Data Management

Head Node

DELL Ubuntu PC is primarily used for running genomic data pipelines and workflows, as well as most genomic data interactive analyses.

The data pipelines and workflows generate a lot of large temporary files that can use a disproportionate amount of storage space if not maintained.

The data storage space (3.5 Tb in 3 individual partitions) is shared among all users of the DELL Ubuntu PC, and can affect the other users.

Home Directories
- /home
- 3.5 Tb shared by all users. If one user has 1 Tb of data in their home, it will take away 1 Tb from all others.
Pipeline and Workflow “working” Disk Partitions
- 2 directories are mapped to 2 individual disk partitions
- Each has 3.5 Tb shared by all users

Using the following ‘temporary’ directories will allow us to easily clean old files from prior pipeline executions.

├── /mnt/bioinformatics
    ├── nextflow_tmp
      ├── alessiogalimi
      ├── francescalastname
      ├── jennysmith
      ├── marikaguercio
      └── valentina

├── /mnt/bioinformatics_datasets
    ├── nextflow_tmp/
      ├── alessiogalimi
      ├── francescalastname
      ├── jennysmith
      ├── marikaguercio
      └── valentina

Network Drives

These are for data back-ups and storage.

Define Data and File Locations

The base directory for the metadata, raw data, processed data, and analysis outputs are found at:

/mnt/network_drives/storage-bioinfo_labq/

This file path can be accessed from the DELL Ubuntu PC (head node) in the office.

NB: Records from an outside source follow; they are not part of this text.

//! Prompt construction for the answer, condense and direct paths.

use histochat_core::types::{ChatMessage, ChatRole};

use crate::graph::GraphFact;
use crate::llm::{PromptMessage, PromptRole};

pub const CONTEXT_HEADER: &str = "Context:";
pub const NO_CONTEXT: &str = "(no relevant facts found)";
pub const FOLLOW_UP_HEADER: &str = "Follow-up question:";
pub const STANDALONE_MARKER: &str = "Standalone question:";
pub const CONDENSE_INSTRUCTION: &str = "Given the conversation and a follow-up question, \
rephrase the follow-up question to be a standalone question that can be understood \
without the conversation. Reply with the standalone question only.";

fn tail(history: &[ChatMessage], turns: usize) -> &[ChatMessage] {
    &history[history.len().saturating_sub(turns)..]
}

fn prompt_role(role: ChatRole) -> PromptRole {
    match role {
        ChatRole::User => PromptRole::User,
        ChatRole::Assistant => PromptRole::Assistant,
    }
}

/// Messages for answering `question` from retrieved `facts`.
///
/// The system message carries the persona prompt followed by the context
/// block; the last `history_turns` messages precede the question.
pub fn answer_messages(
    system_prompt: &str,
    facts: &[GraphFact],
    history: &[ChatMessage],
    history_turns: usize,
    question: &str,
) -> Vec<PromptMessage> {
    let mut system = format!("{}\n\n{}\n", system_prompt, CONTEXT_HEADER);
    if facts.is_empty() {
        system.push_str(NO_CONTEXT);
    } else {
        let lines: Vec<String> = facts.iter().map(|f| format!("- {}", f.sentence())).collect();
        system.push_str(&lines.join("\n"));
    }

    let mut messages = Vec::with_capacity(history_turns + 2);
    messages.push(PromptMessage::system(system));
    messages.extend(
        tail(history, history_turns)
            .iter()
            .map(|m| PromptMessage::new(prompt_role(m.role), m.content.clone())),
    );
    messages.push(PromptMessage::user(question));
    messages
}

/// Messages asking the model to rewrite a follow-up into a standalone question.
pub fn condense_messages(
    history: &[ChatMessage],
    history_turns: usize,
    question: &str,
) -> Vec<PromptMessage> {
    let transcript: Vec<String> = tail(history, history_turns)
        .iter()
        .map(|m| format!("{}: {}", m.role, m.content))
        .collect();
    let user = format!(
        "Chat history:\n{}\n\n{} {}\n{}",
        transcript.join("\n"),
        FOLLOW_UP_HEADER,
        question,
        STANDALONE_MARKER
    );
    vec![
        PromptMessage::system(CONDENSE_INSTRUCTION),
        PromptMessage::user(user),
    ]
}

/// Messages for a plain model response with no retrieval and no history.
pub fn direct_messages(system_prompt: &str, text: &str) -> Vec<PromptMessage> {
    vec![
        PromptMessage::system(system_prompt),
        PromptMessage::user(text),
    ]
}

/// Whether `messages` were built by [`condense_messages`]. Only the chain
/// sets system turns, so user text cannot make a prompt look like one.
pub fn is_condense_request(messages: &[PromptMessage]) -> bool {
    messages
        .iter()
        .any(|m| m.role == PromptRole::System && m.content == CONDENSE_INSTRUCTION)
}

/// The follow-up question embedded in a condense prompt.
pub fn follow_up_question(content: &str) -> Option<&str> {
    let body = content.trim_end().strip_suffix(STANDALONE_MARKER)?;
    let (_, question) = body.rsplit_once(&format!("\n\n{} ", FOLLOW_UP_HEADER))?;
    Some(question.trim())
}

/// Fact sentences listed in the context block of an answer system prompt.
/// `None` when the prompt has no context block.
pub fn context_lines(system: &str) -> Option<Vec<&str>> {
    let (_, block) = system.split_once(CONTEXT_HEADER)?;
    Some(
        block
            .lines()
            .filter_map(|l| l.trim().strip_prefix("- "))
            .collect(),
    )
}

The directory structure is simple, but there is a “data flow” or “data life cycle” that we will need to manage. The main directory structure is below:

0001_ngs_raw_data/
0002_ngs_metadata/
0003_ngs_processed_data/
0004_ngs_analysis/

We can use the following naming and file heirarchy to help organize datasets for the long term.

For example

000X_ngs_XXXXX
  ├── pi_lastname_first_initial
    ├── collaborator_lastname_first_initial
      ├── [PROJECT_NAME]
        ├── [YEAR-MONTH-DAY]_[DATA-TYPE]_[SHORT-DESCRIPTION]

Data Life Cycle

STEP 1 RAW DATA DUMP

Output raw files from Basespace, Nanopore, etc.

# for example a project called 'T-ALL'
0001_raw_data
  ├──  quintarelli_c
    ├── lastname_f
      ├── T-ALL
        ├── WTS-XXXX
        ├── FB_2025_00002321314

# for example a project called 'CAR-GD2_mbIL15'
0001_raw_data
  ├── quintarelli_c
    ├── guercio_m
      ├──CAR-GD2_mbIL15
        ├── BaseSPACE-XXXXX/

STEP 2 INITIAL DATA CLEANING / ANALYSIS DIR

Imagine this is sort of a bottom-up strategy:

0004_ngs_analysis –> 0002_ngs_metadata

0004_ngs_analysis –> 0003_ngs_processed_data

This is because the next step after raw data is generated is to process / analyze those raw data inputs.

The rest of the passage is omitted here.